⟨
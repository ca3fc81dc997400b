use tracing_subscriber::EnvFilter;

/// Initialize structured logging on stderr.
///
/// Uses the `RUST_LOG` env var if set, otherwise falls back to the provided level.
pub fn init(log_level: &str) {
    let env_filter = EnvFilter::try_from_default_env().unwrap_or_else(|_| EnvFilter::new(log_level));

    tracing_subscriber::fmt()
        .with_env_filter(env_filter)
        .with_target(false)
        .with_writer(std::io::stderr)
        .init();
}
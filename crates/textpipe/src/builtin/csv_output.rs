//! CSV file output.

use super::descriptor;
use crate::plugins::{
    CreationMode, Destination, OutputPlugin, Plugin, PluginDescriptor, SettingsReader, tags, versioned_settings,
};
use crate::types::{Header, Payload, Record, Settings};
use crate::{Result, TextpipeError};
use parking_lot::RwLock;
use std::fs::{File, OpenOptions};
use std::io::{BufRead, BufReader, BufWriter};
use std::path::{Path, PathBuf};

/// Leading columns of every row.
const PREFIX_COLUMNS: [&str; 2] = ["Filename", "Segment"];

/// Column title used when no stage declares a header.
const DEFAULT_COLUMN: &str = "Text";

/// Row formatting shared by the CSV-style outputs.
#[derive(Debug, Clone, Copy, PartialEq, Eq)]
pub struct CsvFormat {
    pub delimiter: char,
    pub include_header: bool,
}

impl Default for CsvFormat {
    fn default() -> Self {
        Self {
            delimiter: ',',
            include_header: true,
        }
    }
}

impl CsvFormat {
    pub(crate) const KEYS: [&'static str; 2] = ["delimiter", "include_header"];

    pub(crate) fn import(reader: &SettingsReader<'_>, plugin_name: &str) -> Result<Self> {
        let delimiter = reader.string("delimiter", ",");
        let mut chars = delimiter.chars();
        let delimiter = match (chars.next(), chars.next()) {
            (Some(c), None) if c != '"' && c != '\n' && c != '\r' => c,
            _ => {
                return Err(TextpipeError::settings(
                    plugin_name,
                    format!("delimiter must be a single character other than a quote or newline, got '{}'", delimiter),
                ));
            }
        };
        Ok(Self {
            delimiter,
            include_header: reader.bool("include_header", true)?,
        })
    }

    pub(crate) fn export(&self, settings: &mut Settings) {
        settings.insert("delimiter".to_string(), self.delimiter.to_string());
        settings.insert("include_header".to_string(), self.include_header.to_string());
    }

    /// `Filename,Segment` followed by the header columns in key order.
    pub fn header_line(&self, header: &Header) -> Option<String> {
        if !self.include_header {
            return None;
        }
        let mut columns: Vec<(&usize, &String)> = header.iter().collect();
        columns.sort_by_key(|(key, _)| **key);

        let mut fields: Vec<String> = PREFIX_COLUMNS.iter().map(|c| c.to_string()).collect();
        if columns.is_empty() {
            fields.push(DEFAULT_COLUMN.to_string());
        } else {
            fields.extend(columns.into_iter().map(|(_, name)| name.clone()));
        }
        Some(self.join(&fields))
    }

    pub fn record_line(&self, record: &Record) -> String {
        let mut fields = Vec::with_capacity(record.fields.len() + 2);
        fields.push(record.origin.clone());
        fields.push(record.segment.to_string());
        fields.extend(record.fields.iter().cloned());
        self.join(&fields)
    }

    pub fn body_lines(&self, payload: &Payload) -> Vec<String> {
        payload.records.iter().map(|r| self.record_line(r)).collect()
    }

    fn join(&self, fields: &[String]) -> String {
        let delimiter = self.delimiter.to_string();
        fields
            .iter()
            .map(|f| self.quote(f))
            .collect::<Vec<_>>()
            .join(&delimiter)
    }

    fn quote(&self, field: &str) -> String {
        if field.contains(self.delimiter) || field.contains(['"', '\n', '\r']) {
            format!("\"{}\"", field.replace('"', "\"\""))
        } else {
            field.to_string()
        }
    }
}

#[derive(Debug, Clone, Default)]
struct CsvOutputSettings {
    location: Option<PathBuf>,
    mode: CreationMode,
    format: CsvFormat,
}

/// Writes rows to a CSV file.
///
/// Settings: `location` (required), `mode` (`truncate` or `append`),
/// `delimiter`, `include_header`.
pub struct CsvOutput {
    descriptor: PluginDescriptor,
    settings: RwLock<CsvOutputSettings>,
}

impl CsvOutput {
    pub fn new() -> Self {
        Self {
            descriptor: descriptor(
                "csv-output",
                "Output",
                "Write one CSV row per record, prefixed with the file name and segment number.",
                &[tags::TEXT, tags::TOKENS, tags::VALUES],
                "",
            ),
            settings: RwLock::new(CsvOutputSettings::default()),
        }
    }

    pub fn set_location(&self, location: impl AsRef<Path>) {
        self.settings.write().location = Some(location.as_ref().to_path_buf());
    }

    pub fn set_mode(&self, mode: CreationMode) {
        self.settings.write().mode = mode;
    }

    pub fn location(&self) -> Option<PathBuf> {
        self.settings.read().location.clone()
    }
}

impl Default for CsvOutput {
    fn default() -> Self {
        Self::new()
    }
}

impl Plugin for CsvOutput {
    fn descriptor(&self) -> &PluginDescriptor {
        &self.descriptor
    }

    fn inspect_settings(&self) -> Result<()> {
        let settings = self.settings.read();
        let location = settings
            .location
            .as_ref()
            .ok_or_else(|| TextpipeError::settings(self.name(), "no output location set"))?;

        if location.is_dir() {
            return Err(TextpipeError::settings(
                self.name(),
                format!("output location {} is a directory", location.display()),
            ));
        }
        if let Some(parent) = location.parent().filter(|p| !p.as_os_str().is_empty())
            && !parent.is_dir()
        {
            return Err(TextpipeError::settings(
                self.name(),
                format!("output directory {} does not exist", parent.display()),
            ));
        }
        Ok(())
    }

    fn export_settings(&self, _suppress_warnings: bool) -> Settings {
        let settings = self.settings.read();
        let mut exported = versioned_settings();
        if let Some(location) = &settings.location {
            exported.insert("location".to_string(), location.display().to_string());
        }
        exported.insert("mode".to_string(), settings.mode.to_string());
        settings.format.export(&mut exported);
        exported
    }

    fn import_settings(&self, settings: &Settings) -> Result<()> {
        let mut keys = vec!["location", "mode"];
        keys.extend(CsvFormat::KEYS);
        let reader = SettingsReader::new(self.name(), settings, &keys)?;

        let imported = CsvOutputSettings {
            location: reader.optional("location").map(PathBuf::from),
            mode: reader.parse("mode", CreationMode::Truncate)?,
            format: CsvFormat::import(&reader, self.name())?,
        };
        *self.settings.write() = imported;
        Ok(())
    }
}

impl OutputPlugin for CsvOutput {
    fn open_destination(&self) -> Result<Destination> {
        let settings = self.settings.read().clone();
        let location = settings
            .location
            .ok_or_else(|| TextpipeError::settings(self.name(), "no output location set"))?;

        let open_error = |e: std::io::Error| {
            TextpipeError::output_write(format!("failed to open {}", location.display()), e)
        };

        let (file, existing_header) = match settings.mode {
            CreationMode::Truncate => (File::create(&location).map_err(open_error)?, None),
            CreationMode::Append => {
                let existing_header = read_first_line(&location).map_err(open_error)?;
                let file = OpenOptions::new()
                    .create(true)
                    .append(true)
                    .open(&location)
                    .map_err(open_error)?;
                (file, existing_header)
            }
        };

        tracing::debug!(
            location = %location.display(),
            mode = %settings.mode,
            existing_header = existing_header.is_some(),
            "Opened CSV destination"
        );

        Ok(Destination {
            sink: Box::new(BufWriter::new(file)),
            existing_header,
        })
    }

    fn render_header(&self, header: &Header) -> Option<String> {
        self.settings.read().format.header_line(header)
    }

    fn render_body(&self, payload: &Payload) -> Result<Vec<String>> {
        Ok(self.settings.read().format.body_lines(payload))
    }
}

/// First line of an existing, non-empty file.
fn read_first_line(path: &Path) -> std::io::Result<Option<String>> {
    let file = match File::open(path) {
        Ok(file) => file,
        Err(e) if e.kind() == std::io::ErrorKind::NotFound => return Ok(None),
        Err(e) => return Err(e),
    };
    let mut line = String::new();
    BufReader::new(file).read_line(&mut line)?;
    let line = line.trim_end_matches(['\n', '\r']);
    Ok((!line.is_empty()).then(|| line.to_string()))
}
⟩
• [PROBLEM TO SOLVE]:
A single number is the whole answer: how many lines in the entries hold the word "quote".

• [YOUR SOLUTION]:
3